Spiace considerare che , dopo Studio illegale, Baccomo non ne ha azzeccata più una.
Io non sarei così tranchant nei miei giudizi su Baccomo. Però de gustibus, ci mancherebbe...
Scintillanti vite virtuali sotto le luci del Grande Fratello e squallide vite reali sotto i lampioni di periferia.
Nicola Presci nella realtà non esiste, ma in quella virtuale è un gran bastardo. È il protagonista di “Peep show” (Marsilio 366 pagine 18,50 euro), romanzo dello scrittore milanese Federico Baccomo Duchesne, nel quale è reduce dal Grande Fratello. È arrivato tra i quattro, a un passo dal premio di 500mila euro. È diventato famoso per la diarrea, un attacco violento, irrefrenabile, colpa delle ostriche offerte dalla produzione, un regalo per la diretta. Il bagno era occupato da Camilla. Non ha fatto in tempo. Ha sporcato i pantaloni, sul piccolo schermo, davanti alle telecamere.

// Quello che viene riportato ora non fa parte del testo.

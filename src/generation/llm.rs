use std::fmt;
use std::sync::Arc;
use std::time::Duration;

use tokio_util::sync::CancellationToken;
use tracing::{debug, warn};

use super::collect::collect_stream;
use super::prompt::format_prompt;
use crate::auth::{CredentialExchanger, CredentialManager, CredentialStore};
use crate::bridge::{bridge_events, push_fragments, sse_events, AssistantSession, BridgeEvent, FragmentStream};
use crate::config::CopilotConfig;
use crate::error::CopilotError;
use crate::provider::chat::{build_request_body, ChatCompletionResponse};
use crate::provider::http::{build_client, chat_headers, status_to_error};
use crate::types::{GenerationRequest, GenerationResult};
use crate::util::cancel::until_cancelled;
use crate::util::timeout::with_timeout;

const PROVIDER_NAME: &str = "github-copilot";

/// GitHub Copilot completion client.
///
/// Talks to the chat-completions endpoint over HTTP, or drives a caller-owned
/// [`AssistantSession`]. Either way the reply arrives as a [`FragmentStream`].
///
/// # Example
/// ```no_run
/// use copilot_llm::prelude::*;
/// use futures::StreamExt;
/// use tokio_util::sync::CancellationToken;
///
/// # async fn run() -> Result<()> {
/// let llm = CopilotLlm::new(CopilotConfig::from_env())?;
/// let request = GenerationRequest::new(vec![ModelMessage::user("Say hi")]);
/// let mut stream = llm
///     .generate_content(request, true, CancellationToken::new())
///     .await?;
/// while let Some(fragment) = stream.next().await {
///     print!("{}", fragment?.text);
/// }
/// # Ok(())
/// # }
/// ```
pub struct CopilotLlm {
    model: String,
    queue_capacity: usize,
    transport: Transport,
}

enum Transport {
    Http(HttpTransport),
    Session(Arc<dyn AssistantSession>),
}

struct HttpTransport {
    client: reqwest::Client,
    credentials: CredentialManager,
    chat_url: String,
    timeout: Duration,
}

impl CopilotLlm {
    /// HTTP client with its own credential cache. Requires a GitHub token.
    pub fn new(config: CopilotConfig) -> Result<Self, CopilotError> {
        Self::with_credential_store(config, Arc::new(CredentialStore::new()))
    }

    /// HTTP client sharing `store` with other clients for the same token.
    pub fn with_credential_store(
        config: CopilotConfig,
        store: Arc<CredentialStore>,
    ) -> Result<Self, CopilotError> {
        let token = config
            .github_token
            .clone()
            .filter(|t| !t.trim().is_empty())
            .ok_or_else(|| {
                CopilotError::Configuration(
                    "GitHub token is required (set COPILOT_GITHUB_TOKEN or GITHUB_TOKEN)"
                        .to_string(),
                )
            })?;
        let client = match config.http_client.clone() {
            Some(client) => client,
            None => build_client()?,
        };
        let endpoints = config.resolved_endpoints();
        let exchanger = CredentialExchanger::new(
            client.clone(),
            endpoints.token_exchange_url.clone(),
            config.timeout,
        );
        let credentials = CredentialManager::new(token, exchanger, store, config.refresh_margin);
        debug!(
            model = %config.model,
            base_url = %endpoints.base_url,
            provenance = ?credentials.provenance(),
            "Created Copilot HTTP client"
        );
        Ok(Self {
            model: config.model,
            queue_capacity: config.event_queue_capacity,
            transport: Transport::Http(HttpTransport {
                client,
                credentials,
                chat_url: endpoints.chat_completions_url(),
                timeout: config.timeout,
            }),
        })
    }

    /// Client driving a push session. No credentials are needed here; the
    /// session owns its own authentication.
    pub fn with_session(config: CopilotConfig, session: Arc<dyn AssistantSession>) -> Self {
        Self {
            model: config.model,
            queue_capacity: config.event_queue_capacity,
            transport: Transport::Session(session),
        }
    }

    pub fn name(&self) -> &'static str {
        PROVIDER_NAME
    }

    pub fn model(&self) -> &str {
        &self.model
    }

    /// Credential manager of the HTTP transport.
    pub fn credentials(&self) -> Option<&CredentialManager> {
        match &self.transport {
            Transport::Http(http) => Some(&http.credentials),
            Transport::Session(_) => None,
        }
    }

    /// Start a generation and return its fragments.
    ///
    /// With `stream` set, partial fragments precede the final one; otherwise
    /// only the final fragment is produced. Cancelling `cancel` ends the
    /// stream with [`CopilotError::Cancelled`].
    pub async fn generate_content(
        &self,
        request: GenerationRequest,
        stream: bool,
        cancel: CancellationToken,
    ) -> Result<FragmentStream, CopilotError> {
        if request.messages.is_empty() {
            return Err(CopilotError::InvalidArgument(
                "request has no messages".to_string(),
            ));
        }
        match &self.transport {
            Transport::Http(http) => self.http_fragments(http, request, stream, cancel).await,
            Transport::Session(session) => {
                let prompt = format_prompt(&request.messages);
                debug!(stream, prompt_len = prompt.len(), "Copilot session generate_content");
                push_fragments(
                    Arc::clone(session),
                    prompt,
                    stream,
                    self.queue_capacity,
                    cancel,
                )
                .await
            }
        }
    }

    /// Non-streaming generation collected into one result.
    pub async fn generate(
        &self,
        request: GenerationRequest,
        cancel: CancellationToken,
    ) -> Result<GenerationResult, CopilotError> {
        collect_stream(self.generate_content(request, false, cancel).await?).await
    }

    async fn http_fragments(
        &self,
        http: &HttpTransport,
        request: GenerationRequest,
        stream: bool,
        cancel: CancellationToken,
    ) -> Result<FragmentStream, CopilotError> {
        let model = request.model.as_deref().unwrap_or(&self.model);
        let credential = http.credentials.ensure_credential(&cancel).await?;
        let body = build_request_body(model, &request, stream);

        debug!(model, stream, "Copilot generate_content");

        let send = http
            .client
            .post(&http.chat_url)
            .headers(chat_headers(&credential, stream))
            .json(&body)
            .send();
        // Streaming bodies stay open as long as the model talks, so only the
        // non-streaming request gets a deadline.
        let resp = if stream {
            until_cancelled(&cancel, send)
                .await
                .ok_or(CopilotError::Cancelled)??
        } else {
            until_cancelled(&cancel, with_timeout(http.timeout, send))
                .await
                .ok_or(CopilotError::Cancelled)??
        };

        let status = resp.status().as_u16();
        if !resp.status().is_success() {
            let body_text = until_cancelled(&cancel, resp.text())
                .await
                .ok_or(CopilotError::Cancelled)?
                .unwrap_or_default();
            warn!(status, "Copilot chat request failed");
            if status == 401 {
                http.credentials.invalidate().await;
            }
            return Err(status_to_error(status, &body_text));
        }

        if stream {
            let events = sse_events(resp.bytes_stream());
            return Ok(bridge_events(events, true, cancel));
        }

        let text = until_cancelled(&cancel, with_timeout(http.timeout, resp.text()))
            .await
            .ok_or(CopilotError::Cancelled)??;
        let response: ChatCompletionResponse = serde_json::from_str(&text)?;
        let (text, finish_reason, usage) = response.into_parts();
        let event = BridgeEvent::FinalMessage {
            text,
            finish_reason,
            usage,
        };
        Ok(bridge_events(futures::stream::iter([event]), false, cancel))
    }
}

impl fmt::Debug for CopilotLlm {
    fn fmt(&self, f: &mut fmt::Formatter<'_>) -> fmt::Result {
        let transport = match &self.transport {
            Transport::Http(http) => http.chat_url.as_str(),
            Transport::Session(_) => "session",
        };
        f.debug_struct("CopilotLlm")
            .field("model", &self.model)
            .field("transport", &transport)
            .finish()
    }
}
//! Push transport: a caller-owned assistant session that reports events
//! through callbacks.

use std::fmt;
use std::sync::Arc;

use async_trait::async_trait;
use serde_json::Value;
use tokio_util::sync::CancellationToken;
use tracing::{debug, warn};

use super::queue::{event_queue, Delivery, EventSender};
use super::{bridge_events, BridgeEvent, FragmentStream};
use crate::error::CopilotError;
use crate::util::cancel::until_cancelled;

/// An event reported by a push session.
#[derive(Debug, Clone, PartialEq, Eq)]
pub enum SessionEvent {
    /// `assistant.message_delta`
    MessageDelta(String),
    /// `assistant.message`, carrying the whole message.
    Message(String),
    /// `session.idle`
    Idle,
    /// `session.error`
    Error(String),
    /// Any other event type; ignored by the bridge.
    Other(String),
}

impl SessionEvent {
    /// Parse the session wire shape `{"type": ..., "data": {...}}`.
    ///
    /// ```
    /// use copilot_llm::bridge::SessionEvent;
    /// use serde_json::json;
    ///
    /// let event = SessionEvent::from_json(&json!({
    ///     "type": "assistant.message_delta",
    ///     "data": { "deltaContent": "Hel" }
    /// }));
    /// assert_eq!(event, SessionEvent::MessageDelta("Hel".into()));
    /// ```
    pub fn from_json(value: &Value) -> Self {
        let kind = value.get("type").and_then(Value::as_str).unwrap_or_default();
        let data_str = |key: &str| {
            value
                .get("data")
                .and_then(|data| data.get(key))
                .and_then(Value::as_str)
                .unwrap_or_default()
                .to_string()
        };
        match kind {
            "assistant.message_delta" => Self::MessageDelta(data_str("deltaContent")),
            "assistant.message" => Self::Message(data_str("content")),
            "session.idle" => Self::Idle,
            "session.error" => Self::Error(data_str("message")),
            other => Self::Other(other.to_string()),
        }
    }

    /// The bridge event this maps to, if any.
    pub fn into_bridge_event(self) -> Option<BridgeEvent> {
        match self {
            Self::MessageDelta(text) => Some(BridgeEvent::Delta(text)),
            Self::Message(text) => Some(BridgeEvent::FinalMessage {
                text,
                finish_reason: None,
                usage: None,
            }),
            Self::Idle => Some(BridgeEvent::Idle),
            Self::Error(message) => Some(BridgeEvent::Error(CopilotError::Upstream(message))),
            Self::Other(_) => None,
        }
    }
}

/// Callback a session invokes for each event, on its own thread or task.
pub type EventListener = Arc<dyn Fn(SessionEvent) + Send + Sync>;

/// Keeps a listener registered; dropping it unsubscribes.
pub struct Subscription {
    unsubscribe: Option<Box<dyn FnOnce() + Send>>,
}

impl Subscription {
    pub fn new(unsubscribe: impl FnOnce() + Send + 'static) -> Self {
        Self {
            unsubscribe: Some(Box::new(unsubscribe)),
        }
    }

    /// A subscription with nothing to release.
    pub fn noop() -> Self {
        Self { unsubscribe: None }
    }

    pub fn unsubscribe(mut self) {
        self.release();
    }

    fn release(&mut self) {
        if let Some(unsubscribe) = self.unsubscribe.take() {
            unsubscribe();
        }
    }
}

impl Drop for Subscription {
    fn drop(&mut self) {
        self.release();
    }
}

impl fmt::Debug for Subscription {
    fn fmt(&self, f: &mut fmt::Formatter<'_>) -> fmt::Result {
        f.debug_struct("Subscription")
            .field("active", &self.unsubscribe.is_some())
            .finish()
    }
}

/// A conversational session driven by an external assistant runtime.
#[async_trait]
pub trait AssistantSession: Send + Sync {
    /// Register `listener` for all subsequent events.
    fn subscribe(&self, listener: EventListener) -> Subscription;

    /// Submit a prompt. Replies arrive through subscribed listeners.
    async fn send_message(&self, prompt: &str) -> Result<(), CopilotError>;
}

/// A listener that forwards session events into `sender`.
pub fn listener_for(sender: EventSender) -> EventListener {
    Arc::new(move |event: SessionEvent| {
        let Some(event) = event.into_bridge_event() else {
            return;
        };
        if sender.send(event) == Delivery::Closed {
            debug!("Session event arrived after consumer went away");
        }
    })
}

/// Subscribe to `session`, send `prompt` and stream the reply.
///
/// The subscription lives as long as the returned stream.
pub async fn push_fragments(
    session: Arc<dyn AssistantSession>,
    prompt: String,
    streaming: bool,
    queue_capacity: usize,
    cancel: CancellationToken,
) -> Result<FragmentStream, CopilotError> {
    let (sender, receiver) = event_queue(queue_capacity);
    let subscription = session.subscribe(listener_for(sender));

    match until_cancelled(&cancel, session.send_message(&prompt)).await {
        None => return Err(CopilotError::Cancelled),
        Some(Err(error)) => {
            warn!(error = %error, "Failed to send message to session");
            return Err(error);
        }
        Some(Ok(())) => {}
    }

    let events = futures::stream::unfold(
        (receiver, subscription),
        |(mut receiver, subscription)| async move {
            let event = receiver.recv().await?;
            Some((event, (receiver, subscription)))
        },
    );
    Ok(bridge_events(events, streaming, cancel))
}

#[cfg(test)]
mod tests {
    use std::sync::atomic::{AtomicBool, Ordering};

    use super::*;
    use pretty_assertions::assert_eq;
    use serde_json::json;

    #[test]
    fn parses_session_wire_events() {
        let cases = [
            (
                json!({"type": "assistant.message", "data": {"content": "Hello"}}),
                SessionEvent::Message("Hello".into()),
            ),
            (json!({"type": "session.idle"}), SessionEvent::Idle),
            (
                json!({"type": "session.error", "data": {"message": "quota"}}),
                SessionEvent::Error("quota".into()),
            ),
            (
                json!({"type": "tool.execution_start", "data": {}}),
                SessionEvent::Other("tool.execution_start".into()),
            ),
        ];
        for (value, expected) in cases {
            assert_eq!(SessionEvent::from_json(&value), expected);
        }
    }

    #[test]
    fn other_events_have_no_bridge_mapping() {
        assert!(SessionEvent::Other("x".into()).into_bridge_event().is_none());
        assert!(matches!(
            SessionEvent::Error("bad".into()).into_bridge_event(),
            Some(BridgeEvent::Error(CopilotError::Upstream(m))) if m == "bad"
        ));
    }

    #[test]
    fn dropping_subscription_unsubscribes_once() {
        let released = Arc::new(AtomicBool::new(false));
        let flag = Arc::clone(&released);
        let subscription = Subscription::new(move || {
            assert!(!flag.swap(true, Ordering::SeqCst));
        });
        drop(subscription);
        assert!(released.load(Ordering::SeqCst));
    }
}
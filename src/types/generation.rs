//! Generation requests, settings and related enums.

use bon::Builder;
use serde::{Deserialize, Serialize};
use strum::{Display, EnumString};

use super::message::ModelMessage;
use super::usage::Usage;

/// Settings controlling text generation.
///
/// ```
/// use copilot_llm::types::GenerationSettings;
///
/// let settings = GenerationSettings::builder()
///     .temperature(0.2)
///     .max_tokens(256)
///     .build();
/// assert_eq!(settings.max_tokens, Some(256));
/// ```
#[derive(Debug, Clone, Builder, Serialize, Deserialize, Default, PartialEq)]
pub struct GenerationSettings {
    pub max_tokens: Option<u32>,
    pub temperature: Option<f64>,
    pub top_p: Option<f64>,
    pub stop_sequences: Option<Vec<String>>,
    pub presence_penalty: Option<f64>,
    pub frequency_penalty: Option<f64>,
}

/// Tool definition forwarded to the completions API.
///
/// `parameters` is an already-built JSON schema; it is passed through untouched.
#[derive(Debug, Clone, Serialize, Deserialize, PartialEq)]
pub struct ToolDefinition {
    pub name: String,
    pub description: String,
    pub parameters: serde_json::Value,
}

/// A single generation request.
#[derive(Debug, Clone, Default, PartialEq)]
pub struct GenerationRequest {
    pub messages: Vec<ModelMessage>,
    pub settings: GenerationSettings,
    /// Overrides the configured model for this request only.
    pub model: Option<String>,
    pub tools: Vec<ToolDefinition>,
}

impl GenerationRequest {
    pub fn new(messages: Vec<ModelMessage>) -> Self {
        Self {
            messages,
            ..Default::default()
        }
    }

    pub fn with_settings(mut self, settings: GenerationSettings) -> Self {
        self.settings = settings;
        self
    }

    pub fn with_model(mut self, model: impl Into<String>) -> Self {
        self.model = Some(model.into());
        self
    }

    pub fn with_tools(mut self, tools: Vec<ToolDefinition>) -> Self {
        self.tools = tools;
        self
    }
}

/// Why generation finished.
#[derive(Debug, Clone, Copy, Serialize, Deserialize, PartialEq, Eq, Display, EnumString)]
#[serde(rename_all = "snake_case")]
#[strum(serialize_all = "snake_case")]
pub enum FinishReason {
    Stop,
    Length,
    ToolCalls,
    ContentFilter,
    Other,
}

impl FinishReason {
    /// Map a wire `finish_reason`; unknown values become [`FinishReason::Other`].
    pub fn from_wire(reason: &str) -> Self {
        reason.parse().unwrap_or(Self::Other)
    }
}

/// Final result after consuming a fragment stream.
#[derive(Debug, Clone, Default, PartialEq)]
pub struct GenerationResult {
    pub text: String,
    pub finish_reason: Option<FinishReason>,
    pub usage: Option<Usage>,
}
//! copilot-llm: GitHub Copilot completions for Rust.
//!
//! Two pieces do the work:
//!
//! - [`auth`] obtains and refreshes Copilot credentials: direct personal
//!   access tokens, the OAuth device-code flow, and token exchange with an
//!   expiry-aware cache shared between concurrent callers.
//! - [`bridge`] turns a push session's callbacks or an SSE response body into
//!   one cancellable stream of response fragments.
//!
//! [`generation::CopilotLlm`] ties them together.
//!
//! # Quick Start
//!
//! ```no_run
//! use copilot_llm::prelude::*;
//! use tokio_util::sync::CancellationToken;
//!
//! # async fn example() -> copilot_llm::error::Result<()> {
//! let llm = CopilotLlm::new(CopilotConfig::from_env())?;
//! let request = GenerationRequest::new(vec![ModelMessage::user("Hello!")]);
//! let result = llm.generate(request, CancellationToken::new()).await?;
//! println!("{}", result.text);
//! # Ok(())
//! # }
//! ```

pub mod auth;
pub mod bridge;
pub mod config;
pub mod error;
pub mod generation;
pub mod prelude;
pub mod provider;
pub mod types;
pub mod util;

Ma non si può avere compassione per lui, è antipatico, astioso. Si direbbe che non sia troppo simpatico nemmeno a chi lo ha creato, allo stesso Federico.
Quattro anni prima, quella trasmissione e quella finale. La notorietà è eccitante, allucinogena. Si sa di apparire e si ha la certezza di essere, pensa. Ti dici: io sono. Poi le luci si spengono poco a poco su di te. Il telefono suona sempre di meno. A un certo punto smette del tutto di suonare. È la caduta. Si sono dimenticati di te. La prospettiva della vita cambia totalmente.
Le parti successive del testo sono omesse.